_Problem requirements:_ Each line containing the string "warn" should be copied out of the entries.
Top of Dataset
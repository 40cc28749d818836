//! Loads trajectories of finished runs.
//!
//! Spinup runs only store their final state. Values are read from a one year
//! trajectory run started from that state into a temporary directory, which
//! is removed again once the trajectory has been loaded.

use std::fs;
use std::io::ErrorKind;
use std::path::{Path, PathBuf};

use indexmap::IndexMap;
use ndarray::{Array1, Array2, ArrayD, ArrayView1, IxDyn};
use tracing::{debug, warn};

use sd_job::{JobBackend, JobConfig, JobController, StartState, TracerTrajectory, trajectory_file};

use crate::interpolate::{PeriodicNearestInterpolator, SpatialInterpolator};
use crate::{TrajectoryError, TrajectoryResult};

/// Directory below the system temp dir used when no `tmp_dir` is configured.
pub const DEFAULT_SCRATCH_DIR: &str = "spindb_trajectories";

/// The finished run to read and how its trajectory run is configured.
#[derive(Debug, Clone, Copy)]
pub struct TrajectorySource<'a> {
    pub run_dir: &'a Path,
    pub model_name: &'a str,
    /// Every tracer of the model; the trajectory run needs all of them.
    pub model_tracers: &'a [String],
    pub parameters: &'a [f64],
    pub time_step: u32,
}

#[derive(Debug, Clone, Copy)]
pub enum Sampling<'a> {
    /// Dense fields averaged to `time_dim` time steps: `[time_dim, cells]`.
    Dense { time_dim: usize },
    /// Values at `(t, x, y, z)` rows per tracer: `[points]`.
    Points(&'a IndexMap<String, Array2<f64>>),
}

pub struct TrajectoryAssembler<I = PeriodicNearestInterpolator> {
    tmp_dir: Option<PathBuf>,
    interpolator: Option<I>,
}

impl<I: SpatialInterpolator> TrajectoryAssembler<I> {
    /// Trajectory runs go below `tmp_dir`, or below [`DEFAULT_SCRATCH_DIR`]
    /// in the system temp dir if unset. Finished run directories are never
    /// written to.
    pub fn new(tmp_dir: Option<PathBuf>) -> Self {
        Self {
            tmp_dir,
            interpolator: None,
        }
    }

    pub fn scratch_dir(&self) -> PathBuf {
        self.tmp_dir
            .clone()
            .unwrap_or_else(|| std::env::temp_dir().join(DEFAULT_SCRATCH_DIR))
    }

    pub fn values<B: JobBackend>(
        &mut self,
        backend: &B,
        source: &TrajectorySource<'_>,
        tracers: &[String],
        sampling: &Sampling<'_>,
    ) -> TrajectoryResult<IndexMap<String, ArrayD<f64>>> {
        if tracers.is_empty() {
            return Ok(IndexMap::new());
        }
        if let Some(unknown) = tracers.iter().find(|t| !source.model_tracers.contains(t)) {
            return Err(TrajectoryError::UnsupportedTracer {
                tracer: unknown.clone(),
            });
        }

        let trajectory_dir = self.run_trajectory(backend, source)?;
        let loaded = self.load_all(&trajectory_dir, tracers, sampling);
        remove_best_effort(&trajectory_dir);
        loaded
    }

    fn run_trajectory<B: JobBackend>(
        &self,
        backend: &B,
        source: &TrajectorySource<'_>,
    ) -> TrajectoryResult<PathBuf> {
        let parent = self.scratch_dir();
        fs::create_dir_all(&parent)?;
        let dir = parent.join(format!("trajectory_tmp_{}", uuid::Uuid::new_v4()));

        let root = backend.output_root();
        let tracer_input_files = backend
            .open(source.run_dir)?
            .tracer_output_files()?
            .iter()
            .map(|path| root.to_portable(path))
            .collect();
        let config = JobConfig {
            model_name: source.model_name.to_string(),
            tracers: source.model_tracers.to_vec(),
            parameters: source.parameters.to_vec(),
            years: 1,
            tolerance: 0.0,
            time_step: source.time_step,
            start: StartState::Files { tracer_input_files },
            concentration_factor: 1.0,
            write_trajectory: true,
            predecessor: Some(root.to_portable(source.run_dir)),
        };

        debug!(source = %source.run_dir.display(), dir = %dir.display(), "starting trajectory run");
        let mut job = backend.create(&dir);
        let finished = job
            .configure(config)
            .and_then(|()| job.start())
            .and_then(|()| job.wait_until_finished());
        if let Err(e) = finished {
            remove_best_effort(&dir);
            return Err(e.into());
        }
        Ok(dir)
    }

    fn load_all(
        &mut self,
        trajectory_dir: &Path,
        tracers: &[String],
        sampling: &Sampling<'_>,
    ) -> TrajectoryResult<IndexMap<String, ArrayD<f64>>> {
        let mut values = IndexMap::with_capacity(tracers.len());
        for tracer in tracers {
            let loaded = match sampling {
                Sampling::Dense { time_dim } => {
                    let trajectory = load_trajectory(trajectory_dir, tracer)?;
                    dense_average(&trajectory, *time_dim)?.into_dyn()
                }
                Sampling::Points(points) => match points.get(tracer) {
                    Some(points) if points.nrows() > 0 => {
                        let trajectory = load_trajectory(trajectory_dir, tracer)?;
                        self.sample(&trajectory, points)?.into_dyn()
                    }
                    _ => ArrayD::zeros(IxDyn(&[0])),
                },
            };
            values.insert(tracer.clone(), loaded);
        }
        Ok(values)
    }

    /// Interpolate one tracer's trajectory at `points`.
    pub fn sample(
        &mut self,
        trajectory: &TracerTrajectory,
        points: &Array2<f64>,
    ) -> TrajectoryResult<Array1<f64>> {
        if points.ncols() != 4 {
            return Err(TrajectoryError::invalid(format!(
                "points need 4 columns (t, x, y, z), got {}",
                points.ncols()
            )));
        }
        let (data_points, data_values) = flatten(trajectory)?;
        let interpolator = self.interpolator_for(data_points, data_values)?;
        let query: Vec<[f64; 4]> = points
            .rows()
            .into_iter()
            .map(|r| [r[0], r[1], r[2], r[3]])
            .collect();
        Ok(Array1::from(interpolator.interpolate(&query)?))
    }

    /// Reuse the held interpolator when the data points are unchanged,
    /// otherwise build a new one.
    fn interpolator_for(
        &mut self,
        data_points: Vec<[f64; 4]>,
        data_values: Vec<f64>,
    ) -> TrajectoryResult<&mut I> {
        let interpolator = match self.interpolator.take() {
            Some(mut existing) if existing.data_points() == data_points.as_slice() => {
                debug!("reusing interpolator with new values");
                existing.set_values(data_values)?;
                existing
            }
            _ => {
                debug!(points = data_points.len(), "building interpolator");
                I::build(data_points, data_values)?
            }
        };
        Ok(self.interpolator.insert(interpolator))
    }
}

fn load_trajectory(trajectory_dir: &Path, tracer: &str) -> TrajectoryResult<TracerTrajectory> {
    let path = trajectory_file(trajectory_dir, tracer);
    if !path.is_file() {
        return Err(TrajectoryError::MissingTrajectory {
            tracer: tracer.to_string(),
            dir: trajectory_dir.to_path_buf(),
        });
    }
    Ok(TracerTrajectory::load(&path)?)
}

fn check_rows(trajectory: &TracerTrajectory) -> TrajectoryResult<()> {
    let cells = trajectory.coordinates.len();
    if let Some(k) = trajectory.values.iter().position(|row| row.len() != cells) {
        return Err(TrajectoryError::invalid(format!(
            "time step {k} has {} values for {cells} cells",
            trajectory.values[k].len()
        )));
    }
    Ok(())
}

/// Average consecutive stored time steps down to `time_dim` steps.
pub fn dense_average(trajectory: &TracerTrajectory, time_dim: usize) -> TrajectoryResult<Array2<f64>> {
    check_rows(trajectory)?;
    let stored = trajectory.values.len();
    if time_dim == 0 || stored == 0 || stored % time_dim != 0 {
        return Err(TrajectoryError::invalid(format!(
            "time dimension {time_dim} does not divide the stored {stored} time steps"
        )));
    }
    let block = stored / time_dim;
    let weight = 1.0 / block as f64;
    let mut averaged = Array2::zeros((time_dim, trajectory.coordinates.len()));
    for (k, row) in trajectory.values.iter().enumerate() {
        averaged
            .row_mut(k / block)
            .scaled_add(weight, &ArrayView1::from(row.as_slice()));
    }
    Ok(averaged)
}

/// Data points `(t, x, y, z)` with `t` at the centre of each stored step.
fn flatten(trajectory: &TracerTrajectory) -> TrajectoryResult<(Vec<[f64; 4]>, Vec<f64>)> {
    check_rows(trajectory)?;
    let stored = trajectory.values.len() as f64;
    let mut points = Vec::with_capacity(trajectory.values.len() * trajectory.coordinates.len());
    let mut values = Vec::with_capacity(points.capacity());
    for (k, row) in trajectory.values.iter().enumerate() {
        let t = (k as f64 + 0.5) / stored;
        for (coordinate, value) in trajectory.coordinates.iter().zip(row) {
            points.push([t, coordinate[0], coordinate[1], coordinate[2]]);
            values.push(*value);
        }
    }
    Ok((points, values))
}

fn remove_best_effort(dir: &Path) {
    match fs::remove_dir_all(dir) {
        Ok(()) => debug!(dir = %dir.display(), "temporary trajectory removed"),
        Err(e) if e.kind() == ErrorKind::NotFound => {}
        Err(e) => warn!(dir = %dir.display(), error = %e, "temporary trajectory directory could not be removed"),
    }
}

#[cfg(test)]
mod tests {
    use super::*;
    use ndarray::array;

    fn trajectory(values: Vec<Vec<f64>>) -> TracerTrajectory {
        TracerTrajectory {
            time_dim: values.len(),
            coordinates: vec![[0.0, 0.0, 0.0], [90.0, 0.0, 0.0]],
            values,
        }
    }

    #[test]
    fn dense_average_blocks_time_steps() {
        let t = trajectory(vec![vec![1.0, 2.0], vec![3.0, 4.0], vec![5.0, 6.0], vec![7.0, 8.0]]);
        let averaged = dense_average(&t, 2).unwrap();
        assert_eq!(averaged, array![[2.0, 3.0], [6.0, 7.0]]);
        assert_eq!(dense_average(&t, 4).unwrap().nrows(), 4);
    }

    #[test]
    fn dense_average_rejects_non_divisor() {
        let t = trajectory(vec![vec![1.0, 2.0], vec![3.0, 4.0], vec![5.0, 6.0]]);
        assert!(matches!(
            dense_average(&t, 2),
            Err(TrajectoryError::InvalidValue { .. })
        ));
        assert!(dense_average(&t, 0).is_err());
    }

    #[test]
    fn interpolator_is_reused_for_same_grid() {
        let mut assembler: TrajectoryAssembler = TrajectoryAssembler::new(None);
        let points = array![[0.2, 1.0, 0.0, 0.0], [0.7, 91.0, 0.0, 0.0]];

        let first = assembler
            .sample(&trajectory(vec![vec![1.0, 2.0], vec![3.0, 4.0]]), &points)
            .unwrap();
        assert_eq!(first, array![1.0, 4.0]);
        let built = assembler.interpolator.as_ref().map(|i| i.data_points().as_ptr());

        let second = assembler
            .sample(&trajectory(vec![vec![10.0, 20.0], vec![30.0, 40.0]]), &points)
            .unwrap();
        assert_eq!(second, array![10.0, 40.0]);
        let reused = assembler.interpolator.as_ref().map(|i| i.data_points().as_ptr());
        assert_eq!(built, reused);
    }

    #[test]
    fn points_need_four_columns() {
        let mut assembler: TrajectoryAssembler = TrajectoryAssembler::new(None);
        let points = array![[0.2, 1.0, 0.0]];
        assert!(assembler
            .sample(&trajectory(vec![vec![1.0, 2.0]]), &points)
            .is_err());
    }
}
Bottom of Dataset
_Response to the exercise:_
use tracing::{debug, warn};
        Err(e) => warn!(dir = %dir.display(), error = %e, "temporary trajectory directory could not be removed"),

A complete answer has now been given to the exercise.